Notice how the volume controls are wired backward (which has to be wrong). I wonder if this is how they actually were in production (?) Not likely. Gibson drew theirs that way too in at least one model that I know of. At low-level settings of the volume control, the pentode would be driving a virtual AC short. That can't be good. The lower the volume was being turned, the more distorted the sound would be. Distortion at low settings would be severe.
Phase splitter stages originally seemed less significant unless you have a circuit that actually overdrives these tubes, or if the topology and design cause less crossover distortion in the output stage when driven into clipping, or if it has a slight imbalance in the drive to the output stage, thereby causing its distortion spectrum to resemble that of a single-ended triode in clipping (considered optimal).
The output stage is another area that substantially "voices" the sound of an amp. These are the tubes most likely to be over-driven first (unless you have a "master" volume arrangement making earlier stages clip first). The output stage drives a substantially reactive load through the output transformer (the speaker driver). There's the vibrating phase shift due to reactive counter electromotive force being generated by the speaker driver. Speaker impedance varies significantly as a function of frequency, but it also varies instantaneously (in real-time) as a function of where on a signal waveshape you look, due to mechanical resonances within the speaker. The output transformer passes these impedance variations back to the tube in the form of a varying load, which affects the gain and distortion of the output stage. If the amp has feedback is taken from the speaker, back to a stage before the output stage (which I don't), then you've got that reaction mechanism as well. It gets complex.

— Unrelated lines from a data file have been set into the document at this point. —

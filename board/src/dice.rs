use std::fmt;
use std::fmt::{Display, Formatter};
use std::str::FromStr;

use anyhow::anyhow;
use rand::Rng;
use serde::{Deserialize, Serialize};

/// An unordered pair of dice, each 1-6. `(4, 6)` and `(6, 4)` describe the
/// same roll; the canonical form puts the high die first.
#[derive(Debug, Clone, Copy, PartialEq, Eq, Hash, Serialize, Deserialize)]
pub struct DiceRoll(pub u8, pub u8);

impl DiceRoll {
    pub fn new(die1: u8, die2: u8) -> Self {
        debug_assert!((1..=6).contains(&die1) && (1..=6).contains(&die2));
        DiceRoll(die1, die2)
    }

    pub fn roll<R: Rng>(rng: &mut R) -> Self {
        DiceRoll(rng.gen_range(1..=6), rng.gen_range(1..=6))
    }

    pub fn is_double(&self) -> bool {
        self.0 == self.1
    }

    /// (high, low)
    pub fn canonical(&self) -> (u8, u8) {
        if self.0 >= self.1 {
            (self.0, self.1)
        } else {
            (self.1, self.0)
        }
    }
}

impl Display for DiceRoll {
    fn fmt(&self, f: &mut Formatter<'_>) -> fmt::Result {
        let (high, low) = self.canonical();
        write!(f, "{}-{}", high, low)
    }
}

impl FromStr for DiceRoll {
    type Err = anyhow::Error;

    fn from_str(s: &str) -> Result<Self, Self::Err> {
        let (die1, die2) = s
            .split_once('-')
            .ok_or_else(|| anyhow!("Dice must look like '6-4', got '{}'", s))?;

        let die1: u8 = die1.parse()?;
        let die2: u8 = die2.parse()?;

        if !(1..=6).contains(&die1) || !(1..=6).contains(&die2) {
            return Err(anyhow!("Dice must be between 1 and 6, got '{}'", s));
        }

        Ok(DiceRoll(die1, die2))
    }
}

#[cfg(test)]
mod tests {
    use super::*;

    #[test]
    fn test_format_canonicalizes_order() {
        assert_eq!(DiceRoll(4, 6).to_string(), "6-4");
        assert_eq!(DiceRoll(6, 4).to_string(), "6-4");
    }

    #[test]
    fn test_format_doubles() {
        assert_eq!(DiceRoll(3, 3).to_string(), "3-3");
    }

    #[test]
    fn test_is_double() {
        assert!(DiceRoll(5, 5).is_double());
        assert!(!DiceRoll(5, 2).is_double());
    }

    #[test]
    fn test_roll_stays_in_range() {
        let mut rng = rand::thread_rng();

        for _ in 0..100 {
            let roll = DiceRoll::roll(&mut rng);
            assert!((1..=6).contains(&roll.0));
            assert!((1..=6).contains(&roll.1));
        }
    }

    #[test]
    fn test_parse_round_trip() {
        let roll: DiceRoll = "6-4".parse().unwrap();
        assert_eq!(roll, DiceRoll(6, 4));
        assert_eq!(roll.to_string(), "6-4");

        assert!("7-1".parse::<DiceRoll>().is_err());
        assert!("64".parse::<DiceRoll>().is_err());
    }

    #[test]
    fn test_serde_as_pair() {
        let json = serde_json::to_string(&DiceRoll(6, 2)).unwrap();
        assert_eq!(json, "[6,2]");
        let roll: DiceRoll = serde_json::from_str(&json).unwrap();
        assert_eq!(roll, DiceRoll(6, 2));
    }
}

Eric Clapton's sound guy claimed in an interview I read, that Eric remembered liking a certain mid-fifties tweed amp, apparently the 1957 Fender e-type amp - which is what he's been using since about 2000. He mentioned that the cabinet was made out of solid pine wood. Perhaps that had the right "ring" to it. I read that today all the Fender amp cabinets are made out of birch plywood, probably for better durability. Pine isn't real strong, but it is a very lite weight (BIG feature IMO).

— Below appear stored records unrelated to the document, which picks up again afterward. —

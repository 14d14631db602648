pub mod board;
pub mod dice;
pub mod identity;
pub mod moves;
pub mod phase;
pub mod player;

pub use crate::board::*;
pub use crate::dice::*;
pub use crate::identity::*;
pub use crate::moves::*;
pub use crate::phase::*;
pub use crate::player::*;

Back then, they knew a lot less about amplifier design so they had no choice but to try various things, and judge the outcome by ear, rather than by what made sense on paper from the engineering point of view. Nowadays we are going back to those early designs to find some of the best sounds... It's well documented that what made sense on paper from an engineer's point of view proved not to be as good sounding when CBS bought Fender in 1965, and the new engineers "improved" the various circuit designs. They were then described by musicians as being "cold" and "constipated" sounding.

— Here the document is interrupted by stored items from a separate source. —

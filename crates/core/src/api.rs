//! Transport-free operation surface (spec §6, §10.4).
//!
//! Every REST endpoint in the spec's external interface table maps to one
//! function here. There is no HTTP, JSON, or auth in this crate — an outer
//! layer owns sockets and serialization and calls straight into these.

use serde::Serialize;

use crate::batch::{run_batch, BatchOutcome, BatchRequest};
use crate::error::Result;
use crate::result::{ResultId, TaskResult, TriggerReason};
use crate::runner::{FireOutcome, Runner};
use crate::store::Store;
use crate::task::{NewTask, Task, TaskId};
use crate::time::now_local;

/// A task with its most recent result embedded, matching `GET /api/tasks`.
#[derive(Debug, Clone, Serialize)]
pub struct TaskWithLatestResult {
    #[serde(flatten)]
    pub task: Task,
    pub latest_result: Option<TaskResult>,
}

pub async fn list_tasks(store: &Store) -> Result<Vec<TaskWithLatestResult>> {
    let tasks = store.list_tasks().await?;
    let mut out = Vec::with_capacity(tasks.len());
    for task in tasks {
        let latest_result = store.list_results(task.id, 1).await?.into_iter().next();
        out.push(TaskWithLatestResult { task, latest_result });
    }
    Ok(out)
}

pub async fn create_task(store: &Store, new: NewTask) -> Result<Task> {
    store.insert_task(new, now_local()).await
}

pub async fn update_task(store: &Store, id: TaskId, new: NewTask) -> Result<Task> {
    store.update_task(id, new, now_local()).await
}

pub async fn delete_task(store: &Store, id: TaskId) -> Result<bool> {
    store.delete_task(id).await
}

/// Enqueues a manual fire and returns its immediate admission outcome
/// (spec §4.5 steps 1-2; `POST /api/tasks/{id}/run`).
pub async fn run_task(runner: &Runner, id: TaskId) -> Result<FireOutcome> {
    runner.process_fire(id, TriggerReason::Manual).await
}

pub async fn list_results(store: &Store, task_id: TaskId, limit: u32) -> Result<Vec<TaskResult>> {
    store.list_results(task_id, limit).await
}

pub async fn delete_result(store: &Store, task_id: TaskId, result_id: ResultId) -> Result<bool> {
    store.delete_result(task_id, result_id).await
}

pub async fn clear_results(store: &Store, task_id: TaskId) -> Result<u64> {
    store.clear_results(task_id).await
}

pub async fn run_batch_op(store: &Store, runner: &Runner, req: BatchRequest) -> Result<BatchOutcome> {
    run_batch(store, runner, req).await
}

/// `GET /api/accounts` is served by an external collaborator that enumerates
/// OS accounts; this crate only confirms whether that enumeration is
/// meaningful on the current platform (spec §6).
#[derive(Debug, Clone, Serialize)]
pub struct AccountsHook {
    pub posix_supported: bool,
    pub default_account: Option<String>,
}

pub fn accounts_hook() -> AccountsHook {
    AccountsHook {
        posix_supported: cfg!(unix),
        default_account: std::env::var("USER").or_else(|_| std::env::var("LOGNAME")).ok(),
    }
}

#[cfg(test)]
mod tests {
    use super::*;
    use crate::task::TriggerType;
    use std::sync::Arc;
    use tokio::sync::mpsc;

    fn new_task(name: &str) -> NewTask {
        NewTask {
            name: name.into(),
            account: std::env::var("USER").unwrap_or_else(|_| "root".into()),
            trigger_type: TriggerType::Schedule,
            schedule_expression: Some("*/5 * * * *".into()),
            event_type: None,
            condition_script: None,
            condition_interval: None,
            script_body: "true".into(),
            pre_task_ids: vec![],
            is_active: true,
        }
    }

    #[tokio::test]
    async fn list_tasks_embeds_latest_result() {
        let store = Store::open_in_memory().unwrap();
        let t = create_task(&store, new_task("a")).await.unwrap();
        store.insert_result(t.id, TriggerReason::Manual, now_local()).await.unwrap();

        let listed = list_tasks(&store).await.unwrap();
        assert_eq!(listed.len(), 1);
        assert!(listed[0].latest_result.is_some());
    }

    #[tokio::test]
    async fn run_task_returns_queued_for_a_fresh_task() {
        let store = Arc::new(Store::open_in_memory().unwrap());
        let t = create_task(&store, new_task("b")).await.unwrap();
        let (tx, _rx) = mpsc::unbounded_channel();
        let runner = Runner::new(store.clone(), tx, std::time::Duration::from_secs(5), 4096, None);

        let outcome = run_task(&runner, t.id).await.unwrap();
        assert_eq!(outcome, FireOutcome::Queued);
    }

    #[test]
    fn accounts_hook_reports_platform_support() {
        let hook = accounts_hook();
        assert_eq!(hook.posix_supported, cfg!(unix));
    }
}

More on the Octal Fatness circuit:
It's about the way the characteristics and distortions of the sections add up, largely due to the ratio of power-supply dropping resistors setting overdrive points, and choice of tubes and perhaps even the output transformer that gives this amp its successful distortion sound, in my opinion. The speaker, the cabinet, and of course room acoustics have a huge effect too.
My improvements of the Octal Fatness circuit:
I added RF filtering at the input to help combat pick up of RF (radiofrequency energy) by the guitar acting as an antenna (light dimmers can be particularly disastrous), I added RF filtering to the AC input to combat "conducted" emissions from things like light dimmers. I added the line-out circuit with its own level control, RF filtering, and Zener diode limiting at about five volts, so it would be less likely to potentially "Zener" the junctions of input transistors of whatever it may be driving into (digital processors or mixers?). I substantially re-optimized the tone circuit values (the original Octal Fatness circuit bass control had a range of +/- 1/2 dB at 100HZ), and I ran all filaments on very well filtered DC rather than the usual AC which contributes to hum. When no guitar is connected, there is no audible hum at all. You hear hiss at high gain settings, and eventually feedback due to the 6SJ7 front-end pentode acting as a microphone (a maybe a good reason to put the amp in the separate cabinet - unless it colors the overdrive distortion in a likable way).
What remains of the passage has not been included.